Work order » Collect all lines from the records below that include the word "have".
[Data under study — start]
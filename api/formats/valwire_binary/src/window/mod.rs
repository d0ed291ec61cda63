// Copyright 2015-2023 Swim Inc.
//
// Licensed under the Apache License, Version 2.0 (the "License");
// you may not use this file except in compliance with the License.
// You may obtain a copy of the License at
//
//     http://www.apache.org/licenses/LICENSE-2.0
//
// Unless required by applicable law or agreed to in writing, software
// distributed under the License is distributed on an "AS IS" BASIS,
// WITHOUT WARRANTIES OR CONDITIONS OF ANY KIND, either express or implied.
// See the License for the specific language governing permissions and
// limitations under the License.

use std::borrow::Borrow;
use std::collections::VecDeque;
use std::hash::Hash;

use fnv::FnvHashMap;

use crate::ValueIoError;

#[cfg(test)]
mod tests;

/// Tracks the most recently written items so that a repeat can be replaced with the
/// distance back to its previous occurrence. The most recently written item is at
/// distance 0.
///
/// Items are keyed by `K` (an identity for values and types, the content for strings). The
/// payload `T` is held for as long as the item is in the window, which keeps the allocation
/// behind an identity key alive so that its address cannot be reused.
#[derive(Debug)]
pub struct WriteWindow<K, T = ()> {
    capacity: usize,
    written: u64,
    positions: FnvHashMap<K, u64>,
    ring: VecDeque<(K, T)>,
}

impl<K, T> WriteWindow<K, T>
where
    K: Hash + Eq + Clone,
{
    pub fn new(capacity: usize) -> Self {
        WriteWindow {
            capacity,
            written: 0,
            positions: Default::default(),
            ring: Default::default(),
        }
    }

    pub fn capacity(&self) -> usize {
        self.capacity
    }

    /// How many items have been written since `key` was written, if it is still in the window.
    pub fn how_long_ago<Q>(&self, key: &Q) -> Option<usize>
    where
        K: Borrow<Q>,
        Q: Hash + Eq + ?Sized,
    {
        self.positions
            .get(key)
            .map(|pos| (self.written - 1 - *pos) as usize)
    }

    pub fn write(&mut self, key: K, item: T) {
        if self.capacity == 0 {
            return;
        }
        if self.ring.len() == self.capacity {
            if let Some((oldest, _)) = self.ring.pop_front() {
                let oldest_pos = self.written - self.capacity as u64;
                if self.positions.get(&oldest) == Some(&oldest_pos) {
                    self.positions.remove(&oldest);
                }
            }
        }
        self.positions.insert(key.clone(), self.written);
        self.ring.push_back((key, item));
        self.written += 1;
    }
}

/// The reading side of a [`WriteWindow`]: a circular buffer of the most recently read
/// items, addressed by distance back from the most recent.
#[derive(Debug)]
pub struct ReadWindow<T> {
    capacity: usize,
    items: VecDeque<T>,
}

impl<T: Clone> ReadWindow<T> {
    pub fn new(capacity: usize) -> Self {
        ReadWindow {
            capacity,
            items: Default::default(),
        }
    }

    pub fn capacity(&self) -> usize {
        self.capacity
    }

    pub fn write(&mut self, item: T) {
        if self.capacity == 0 {
            return;
        }
        if self.items.len() == self.capacity {
            self.items.pop_front();
        }
        self.items.push_back(item);
    }

    pub fn look_back(&self, distance: usize) -> Result<T, ValueIoError> {
        let occupancy = self.items.len();
        if distance < occupancy {
            Ok(self.items[occupancy - 1 - distance].clone())
        } else {
            Err(ValueIoError::CacheMiss {
                distance,
                occupancy,
            })
        }
    }
}
// Copyright 2015-2023 Swim Inc.
//
// Licensed under the Apache License, Version 2.0 (the "License");
// you may not use this file except in compliance with the License.
// You may obtain a copy of the License at
//
//     http://www.apache.org/licenses/LICENSE-2.0
//
// Unless required by applicable law or agreed to in writing, software
// distributed under the License is distributed on an "AS IS" BASIS,
// WITHOUT WARRANTIES OR CONDITIONS OF ANY KIND, either express or implied.
// See the License for the specific language governing permissions and
// limitations under the License.

use num_bigint::BigInt;

use crate::types::Type;
use crate::value::{Parameters, Value};
use crate::ModelError;

/// Builds compound values from children that have already been constructed. Decoders
/// call into a factory rather than building values directly so that an embedding can
/// substitute its own collection implementations or validation.
pub trait ValueFactory {
    fn list(&self, elements: Vec<Value>) -> Result<Value, ModelError> {
        Ok(Value::list(elements))
    }

    fn set(&self, elements: Vec<Value>) -> Result<Value, ModelError> {
        Ok(Value::set(elements))
    }

    /// Later entries replace earlier ones with the same key.
    fn map(&self, entries: Vec<(Value, Value)>) -> Result<Value, ModelError> {
        Ok(Value::map(entries))
    }

    fn tuple(&self, elements: Vec<Value>, names: Option<Vec<String>>) -> Result<Value, ModelError> {
        match names {
            Some(names) => Value::named_tuple(elements, names),
            None => Ok(Value::tuple(elements)),
        }
    }

    fn node(
        &self,
        name: String,
        children: Vec<Value>,
        parameters: Parameters,
    ) -> Result<Value, ModelError> {
        Ok(Value::node_with(name, children, parameters))
    }

    fn constructor(
        &self,
        ctype: Type,
        children: Vec<Value>,
        parameters: Parameters,
    ) -> Result<Value, ModelError> {
        Value::constructor(ctype, children, parameters)
    }

    fn rational(&self, numerator: BigInt, denominator: BigInt) -> Result<Value, ModelError> {
        Value::rational(numerator, denominator)
    }
}

/// The default factory, backed by the standard library collections used by [`Value`].
#[derive(Debug, Default, Clone, Copy)]
pub struct StandardValueFactory;

impl ValueFactory for StandardValueFactory {}
impl<R: Read> Session<R> {
    fn open(mut source: BufReader<R>) -> Result<Self, ValueIoError> {
        let strings: u64 = source.read_varint()?;
        let strings = usize::try_from(strings).map_err(|_| FormatError::OutOfRange)?;
        let mut header = [0u8; 1];
        source.read_exact(&mut header)?;
        let compression = Compression::from_header(header[0])?;
        debug!(?compression, strings, "Opened value stream.");
        Ok(Session {
            wire: WireReader::new(Source::open(compression, source)?, strings),
            windows: None,
        })
    }

    /// Collect the fields of the message that has just started. Unrecognized nested
    /// messages are skipped.
    fn read_fields(&mut self, message: u32) -> Result<Fields, ValueIoError> {
        let mut fields = Fields::new(message);
        loop {
            match self.wire.next_event()? {
                WireEvent::Field(id, value) => fields.entries.push((id, value)),
                WireEvent::MessageEnd => return Ok(fields),
                WireEvent::MessageStart(_) => self.wire.skip_message()?,
            }
        }
    }

    fn read_header(&mut self) -> Result<(), ValueIoError> {
        match self.wire.next_event()? {
            WireEvent::MessageStart(ids::HEADER) => {}
            _ => return Err(FormatError::MissingHeader.into()),
        }
        let fields = self.read_fields(ids::HEADER)?;
        let sizes = HeaderSizes {
            values: fields.count(ids::header::VALUE_WINDOW)?,
            types: fields.count(ids::header::TYPE_WINDOW)?,
            uris: fields.count(ids::header::URI_WINDOW)?,
        };
        match &mut self.windows {
            Some(windows) if windows.sizes == sizes => {}
            windows => {
                debug!(?sizes, "Replacing back-reference windows.");
                *windows = Some(Windows::new(sizes));
            }
        }
        Ok(())
    }

    fn read_root<F>(
        &mut self,
        factory: &F,
        store: &mut TypeStore,
        terminator: u32,
    ) -> Result<Stacks, ValueIoError>
    where
        F: ValueFactory + ?Sized,
    {
        self.read_header()?;
        let mut stacks = Stacks::default();
        loop {
            let id = match self.wire.next_event()? {
                WireEvent::MessageStart(id) => id,
                _ => return Err(FormatError::FieldOutsideMessage.into()),
            };
            let fields = self.read_fields(id)?;
            let windows = self
                .windows
                .as_mut()
                .ok_or(FormatError::MissingHeader)?;
            match id {
                ids::HEADER => return Err(FormatError::MisplacedHeader.into()),
                ids::LAST_VALUE | ids::LAST_TYPE => {
                    if id != terminator {
                        return Err(FormatError::UnexpectedTerminator.into());
                    }
                    let expected = if id == ids::LAST_VALUE { (1, 0) } else { (0, 1) };
                    let shape = (stacks.values.len(), stacks.types.len());
                    if shape != expected {
                        return Err(FormatError::BadStackShape {
                            values: shape.0,
                            types: shape.1,
                        }
                        .into());
                    }
                    trace!(terminator, "Read root.");
                    return Ok(stacks);
                }
                ids::value::PREVIOUS => {
                    let distance = to_usize(fields.require_int(ids::previous::HOW_FAR_BACK)?)?;
                    let value = windows.values.look_back(distance)?;
                    stacks.values.push(value);
                }
                ids::types::PREVIOUS => {
                    let distance = to_usize(fields.require_int(ids::previous::HOW_FAR_BACK)?)?;
                    let t = windows.types.look_back(distance)?;
                    stacks.types.push(t);
                }
                ids::VALUES_MIN..=ids::VALUES_MAX => {
                    let value = read_value_message(id, &fields, factory, &mut stacks, windows)?;
                    if fields.has(ids::CAN_BE_BACK_REFERENCED) {
                        windows.values.write(value.clone());
                    }
                    stacks.values.push(value);
                }
                ids::TYPES_MIN..=ids::TYPES_MAX => {
                    let t = read_type_message(id, &fields, store, &mut stacks)?;
                    if fields.has(ids::CAN_BE_BACK_REFERENCED) {
                        windows.types.write(t.clone());
                    }
                    stacks.types.push(t);
                }
                ow => return Err(ValueIoError::UnsupportedKind(format!("message {}", ow))),
            }
        }
    }
}

fn read_value_message<F>(
    id: u32,
    fields: &Fields,
    factory: &F,
    stacks: &mut Stacks,
    windows: &mut Windows,
) -> Result<Value, ValueIoError>
where
    F: ValueFactory + ?Sized,
{
    let value = match id {
        ids::value::BOOL => Value::Bool(fields.int(ids::bool_value::VALUE).unwrap_or(0) != 0),
        ids::value::INTEGER => match (
            fields.int(ids::integer::INT),
            fields.bytes(ids::integer::BIG),
        ) {
            (Some(n), _) => Value::Integer(BigInt::from(n)),
            (None, Some(bytes)) => Value::Integer(BigInt::from_signed_bytes_be(bytes)),
            _ => return Err(fields.missing(ids::integer::INT).into()),
        },
        ids::value::REAL => {
            let content = fields
                .bytes(ids::real::CONTENT)
                .ok_or_else(|| fields.missing(ids::real::CONTENT))?;
            let scale = fields.small_or_zero(ids::real::SCALE)?;
            Value::real(BigInt::from_signed_bytes_be(content), scale)
        }
        ids::value::STRING => Value::from(fields.require_str(ids::string::CONTENT)?),
        ids::value::DATE_TIME => Value::DateTime(read_date_time(fields)?),
        ids::value::SOURCE_LOCATION => {
            Value::SourceLocation(read_location(fields, &mut windows.uris)?)
        }
        ids::value::RATIONAL => {
            let denominator = stacks.pop_integer()?;
            let numerator = stacks.pop_integer()?;
            factory.rational(numerator, denominator)?
        }
        ids::value::LIST => {
            let size = fields.count(ids::collection::SIZE)?;
            factory.list(stacks.pop_values(size)?)?
        }
        ids::value::SET => {
            let size = fields.count(ids::collection::SIZE)?;
            factory.set(stacks.pop_values(size)?)?
        }
        ids::value::MAP => {
            let size = fields.count(ids::collection::SIZE)?;
            let flat = stacks.pop_values(size.checked_mul(2).ok_or(FormatError::OutOfRange)?)?;
            let mut entries = Vec::with_capacity(size);
            let mut it = flat.into_iter();
            while let (Some(key), Some(value)) = (it.next(), it.next()) {
                entries.push((key, value));
            }
            factory.map(entries)?
        }
        ids::value::TUPLE => {
            let size = fields.count(ids::tuple::SIZE)?;
            let elements = stacks.pop_values(size)?;
            factory.tuple(elements, fields.names(ids::tuple::NAMES))?
        }
        ids::value::NODE => {
            let name = fields.require_str(ids::node::NAME)?.to_string();
            let (children, parameters) = stacks.pop_children(
                fields.count(ids::node::ARITY)?,
                fields.optional_count(ids::node::KWPARAMS)?,
                fields.optional_count(ids::node::ANNOS)?,
            )?;
            factory.node(name, children, parameters)?
        }
        ids::value::CONSTRUCTOR => {
            let ctype = stacks.pop_type()?;
            let (children, parameters) = stacks.pop_children(
                fields.count(ids::constructor::ARITY)?,
                fields.optional_count(ids::constructor::KWPARAMS)?,
                fields.optional_count(ids::constructor::ANNOS)?,
            )?;
            factory.constructor(ctype, children, parameters)?
        }
        ow => return Err(ValueIoError::UnsupportedKind(format!("value message {}", ow))),
    };
    Ok(value)
}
[Data under study — finish]
Task response »
    /// How many items have been written since `key` was written, if it is still in the window.
/// Builds compound values from children that have already been constructed. Decoders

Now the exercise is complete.